I enjoy the opportunity to talk about things I love in different ways. It’s a good challenge to take up a known thing and try to see it from a different angle. This is our 11th ECS Information Night, and in all the fundamentals the information is still the same as it was at the first.
I’m adding to my challenge tonight, though, because I want to remind us about two valuable things, though one is more valuable than the other and must be prioritized as such. It is easier to pit two things against each other (even if they really shouldn’t be). It’s easier to cheer for one side and hammer, or at least nitpick, the other than it is to hold a careful tension.
Mr. Sarr regularly reminds us, parents and teachers, that ECS is not a church (here’s one example). The best school day can’t replace corporate worship on the Lord’s Day. The longer the school operates, the more obvious are the school’s limits and the more obvious the benefits a family gets from their membership in a church body.
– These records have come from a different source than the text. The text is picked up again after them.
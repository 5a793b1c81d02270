//! Row-to-JSON decoding for the bundled sqlx drivers.
//!
//! Column types are first classified into a logical category, then a
//! database-specific decoder extracts the value. Binary columns encode as
//! base64 strings.

use crate::models::{FieldMeta, Row};
use base64::{Engine as _, engine::general_purpose::STANDARD};
use serde_json::Value as JsonValue;

/// Logical category for database column types.
#[derive(Debug, Clone, Copy, PartialEq, Eq)]
pub(crate) enum TypeCategory {
    Integer,
    Float,
    Decimal,
    Boolean,
    Binary,
    Json,
    Text,
}

pub(crate) fn categorize_type(type_name: &str) -> TypeCategory {
    let lower = type_name.to_lowercase();

    // Decimal/Numeric before the float checks, which also match "numeric"
    if lower.contains("decimal") || lower.contains("numeric") {
        return TypeCategory::Decimal;
    }
    // Binary and text before the integer check: TINYBLOB/TINYTEXT would
    // otherwise match on "tiny"
    if lower.contains("blob") || lower.contains("binary") {
        return TypeCategory::Binary;
    }
    if lower.contains("char") || lower.contains("text") {
        return TypeCategory::Text;
    }
    if lower.contains("int") || lower.contains("serial") || lower.contains("tiny") {
        return TypeCategory::Integer;
    }
    if lower == "bool" || lower == "boolean" {
        return TypeCategory::Boolean;
    }
    if lower.contains("float") || lower.contains("double") || lower == "real" {
        return TypeCategory::Float;
    }
    if lower == "json" || lower == "jsonb" {
        return TypeCategory::Json;
    }
    // date, time, datetime, uuid, ...
    TypeCategory::Text
}

fn encode_binary(bytes: &[u8]) -> JsonValue {
    JsonValue::String(STANDARD.encode(bytes))
}

/// Conversion from a database row to the wrapper's row and field shapes.
pub(crate) trait RowDecode {
    fn to_row(&self) -> Row;
    fn field_meta(&self) -> Vec<FieldMeta>;
}

#[cfg(feature = "mysql")]
mod mysql {
    use super::*;
    use sqlx::mysql::{MySqlRow, MySqlTypeInfo, MySqlValueRef};
    use sqlx::{Column, Decode, Row as _, Type, TypeInfo};

    /// Raw DECIMAL values as strings, preserving the exact database
    /// representation.
    struct RawDecimal(String);

    impl Type<sqlx::MySql> for RawDecimal {
        fn type_info() -> MySqlTypeInfo {
            <String as Type<sqlx::MySql>>::type_info()
        }

        fn compatible(ty: &MySqlTypeInfo) -> bool {
            let name = ty.name().to_lowercase();
            name.contains("decimal") || name.contains("numeric")
        }
    }

    impl<'r> Decode<'r, sqlx::MySql> for RawDecimal {
        fn decode(value: MySqlValueRef<'r>) -> Result<Self, sqlx::error::BoxDynError> {
            let s = <&str as Decode<sqlx::MySql>>::decode(value)?;
            Ok(RawDecimal(s.to_string()))
        }
    }

    impl RowDecode for MySqlRow {
        fn to_row(&self) -> Row {
            self.columns()
                .iter()
                .enumerate()
                .map(|(idx, col)| {
                    let type_name = col.type_info().name();
                    let category = categorize_type(type_name);
                    (col.name().to_string(), decode_column(self, idx, category))
                })
                .collect()
        }

        fn field_meta(&self) -> Vec<FieldMeta> {
            self.columns()
                .iter()
                .map(|col| {
                    FieldMeta::new(col.name(), col.type_info().name(), col.type_info().is_null())
                })
                .collect()
        }
    }

    fn decode_column(row: &MySqlRow, idx: usize, category: TypeCategory) -> JsonValue {
        match category {
            TypeCategory::Decimal => match row.try_get::<Option<RawDecimal>, _>(idx) {
                Ok(Some(v)) => JsonValue::String(v.0),
                _ => JsonValue::Null,
            },
            TypeCategory::Integer => decode_integer(row, idx),
            TypeCategory::Boolean => row
                .try_get::<Option<bool>, _>(idx)
                .ok()
                .flatten()
                .map(JsonValue::Bool)
                .unwrap_or(JsonValue::Null),
            TypeCategory::Float => decode_float(row, idx),
            TypeCategory::Binary => row
                .try_get::<Option<Vec<u8>>, _>(idx)
                .ok()
                .flatten()
                .map(|v| encode_binary(&v))
                .unwrap_or(JsonValue::Null),
            TypeCategory::Json => row
                .try_get::<Option<serde_json::Value>, _>(idx)
                .ok()
                .flatten()
                .unwrap_or(JsonValue::Null),
            TypeCategory::Text => row
                .try_get::<Option<String>, _>(idx)
                .ok()
                .flatten()
                .map(JsonValue::String)
                .unwrap_or(JsonValue::Null),
        }
    }

    fn decode_integer(row: &MySqlRow, idx: usize) -> JsonValue {
        if let Ok(None) = row.try_get::<Option<i64>, _>(idx) {
            return JsonValue::Null;
        }
        if let Ok(Some(v)) = row.try_get::<Option<i64>, _>(idx) {
            return JsonValue::Number(v.into());
        }
        if let Ok(Some(v)) = row.try_get::<Option<u64>, _>(idx) {
            return JsonValue::Number(v.into());
        }
        if let Ok(Some(v)) = row.try_get::<Option<i32>, _>(idx) {
            return JsonValue::Number(v.into());
        }
        if let Ok(Some(v)) = row.try_get::<Option<u32>, _>(idx) {
            return JsonValue::Number(v.into());
        }
        if let Ok(Some(v)) = row.try_get::<Option<i16>, _>(idx) {
            return JsonValue::Number(v.into());
        }
        if let Ok(Some(v)) = row.try_get::<Option<i8>, _>(idx) {
            return JsonValue::Number(v.into());
        }
        JsonValue::Null
    }

    fn decode_float(row: &MySqlRow, idx: usize) -> JsonValue {
        if let Ok(Some(v)) = row.try_get::<Option<f64>, _>(idx) {
            return serde_json::Number::from_f64(v)
                .map(JsonValue::Number)
                .unwrap_or_else(|| JsonValue::String(v.to_string()));
        }
        if let Ok(Some(v)) = row.try_get::<Option<f32>, _>(idx) {
            return serde_json::Number::from_f64(v as f64)
                .map(JsonValue::Number)
                .unwrap_or_else(|| JsonValue::String(v.to_string()));
        }
        JsonValue::Null
    }
}

#[cfg(feature = "sqlite")]
mod sqlite {
    use super::*;
    use sqlx::sqlite::SqliteRow;
    use sqlx::{Column, Row as _, TypeInfo};

    impl RowDecode for SqliteRow {
        fn to_row(&self) -> Row {
            self.columns()
                .iter()
                .enumerate()
                .map(|(idx, col)| {
                    let type_name = col.type_info().name();
                    let category = categorize_type(type_name);
                    (col.name().to_string(), decode_column(self, idx, category))
                })
                .collect()
        }

        fn field_meta(&self) -> Vec<FieldMeta> {
            self.columns()
                .iter()
                .map(|col| {
                    FieldMeta::new(col.name(), col.type_info().name(), col.type_info().is_null())
                })
                .collect()
        }
    }

    fn decode_column(row: &SqliteRow, idx: usize, category: TypeCategory) -> JsonValue {
        match category {
            // SQLite stores NUMERIC affinities as REAL or TEXT; try both.
            TypeCategory::Decimal | TypeCategory::Float => decode_float(row, idx),
            TypeCategory::Integer => row
                .try_get::<Option<i64>, _>(idx)
                .ok()
                .flatten()
                .map(|v| JsonValue::Number(v.into()))
                .unwrap_or(JsonValue::Null),
            TypeCategory::Boolean => row
                .try_get::<Option<bool>, _>(idx)
                .ok()
                .flatten()
                .map(JsonValue::Bool)
                .unwrap_or(JsonValue::Null),
            TypeCategory::Binary => row
                .try_get::<Option<Vec<u8>>, _>(idx)
                .ok()
                .flatten()
                .map(|v| encode_binary(&v))
                .unwrap_or(JsonValue::Null),
            TypeCategory::Json | TypeCategory::Text => decode_text(row, idx, category),
        }
    }

    fn decode_float(row: &SqliteRow, idx: usize) -> JsonValue {
        if let Ok(Some(v)) = row.try_get::<Option<f64>, _>(idx) {
            return serde_json::Number::from_f64(v)
                .map(JsonValue::Number)
                .unwrap_or_else(|| JsonValue::String(v.to_string()));
        }
        row.try_get::<Option<String>, _>(idx)
            .ok()
            .flatten()
            .map(JsonValue::String)
            .unwrap_or(JsonValue::Null)
    }

    fn decode_text(row: &SqliteRow, idx: usize, category: TypeCategory) -> JsonValue {
        match row.try_get::<Option<String>, _>(idx) {
            Ok(Some(v)) => {
                if category == TypeCategory::Json {
                    if let Ok(json) = serde_json::from_str::<JsonValue>(&v) {
                        return json;
                    }
                }
                JsonValue::String(v)
            }
            _ => JsonValue::Null,
        }
    }
}
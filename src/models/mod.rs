//! Data models: statement parameters and result shapes.

pub mod params;
pub mod result;

pub use params::SqlParam;
pub use result::{ExecuteResult, FieldMeta, QueryOutput, Row, SelectOutput, StatementResult};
One can’t replace the other, though there is a resemblance between both church and school. Both are institutions, organizations founded for a common purpose. And even more than similarity, in key ways a school such as ECS supports a part of the church’s mission (and I don’t just mean TEC). A church glorifies God in worship and in making disciples—that is, learners, students—who love Christ and obey His commandments and care about what He cares about. Since Christ created all things, we teach our students to love algebra, volcanoes, poems, letters and languages, and more because Christ loves those things.
As institutions, a church and a school compare because what matters most is the soul, every soul, all souls. When we rightly say that the church is not a building but the people, we can also say that a school is more than a place, it is a living community of souls.
There is a fantastic book you probably don’t need to read if you meditate on the title, The Trellis and the Vine. This analogy frames our priority.

A gardener who spends his time researching trellis, always repositioning or repainting trellis, to the neglect of the vine is a bad gardener. He may be so bad that he becomes a carpenter or a painter after the vine shrivels up from lack of attention. The point of the trellis is to serve and support the living plant, to give it space and direction to grow and climb, and, depending on what kind of plant, to enable it to produce more fruit. The living thing is the point, the priority, the purpose of the gardener’s work.
This isn’t because trellis is bad. A tomato plant not staked will fall all over itself. It won’t get the sun or water as it needs, and so the fruit may be small and spoiled as soon as it sprouts. In a school there are stakes, the right books and age-appropriate desks and Ticonderoga #2s, as well as different rules and procedures intended to give the plant a place to bloom.
But it is easy for trellis maintenance to get more attention, and it’s easier to give attention to the trellis. Things that don’t squirm, fuss, or fail take less work, and the work still looks like there’s real progress. But the soul of a school are its souls. What makes ECS special are the souls of the Board, the Headmaster, the full-time team, the part-time teachers, the volunteer helpers, the parents, and the students.
We are in an “exciting” time, in WA and at ECS. We are out of step with the State and we keep running out of space. We’ve been looking for a few years for a place we could really plant ourselves, a place where we could spread out the trellis, to have more rooms and more room to play than on pavement. At the same time, the most pressing concern is always the souls.
Souls over Sycamore (though what an amazing app of common grace that allows communication about homework between teachers and parents directly), souls over standardized tests, souls over seating arrangements, souls over musical scales, souls over swing-sets and soccer balls. Grades may help to reveal what’s happening in a given class, yes, but most of the time our teachers spend at the end of a Quarter is concerned with identifying character. Maybe we could call them “Soul cards.”
One of my favorite gifs of all time is from an Old El Paso taco commercial. The family is struggling to decide whether to have hard shell or soft shell tacos for dinner. A young girl shrugs and says, “Why not both?” and then they lift her up onto their shoulders in celebration.

Going back to the previous metaphor, good trellis makes for healthy vines. It’s both, and we pray for both. Yet we always need to keep in mind that as we commend the works of the Lord to the next generation, it’s because that generation will live forever. They are, along with us, eternal souls. This reality provides us with reason to provide them with the best we can in the here and now, while also holding somewhat loosely the seen things because they are fading away (2 Corinthians 4:18).
So as you process all the information, as you think about the future of the school as well as your investment, remember that there is no profit for a man if he gains the whole world and forfeits his soul (Matthew 16:26).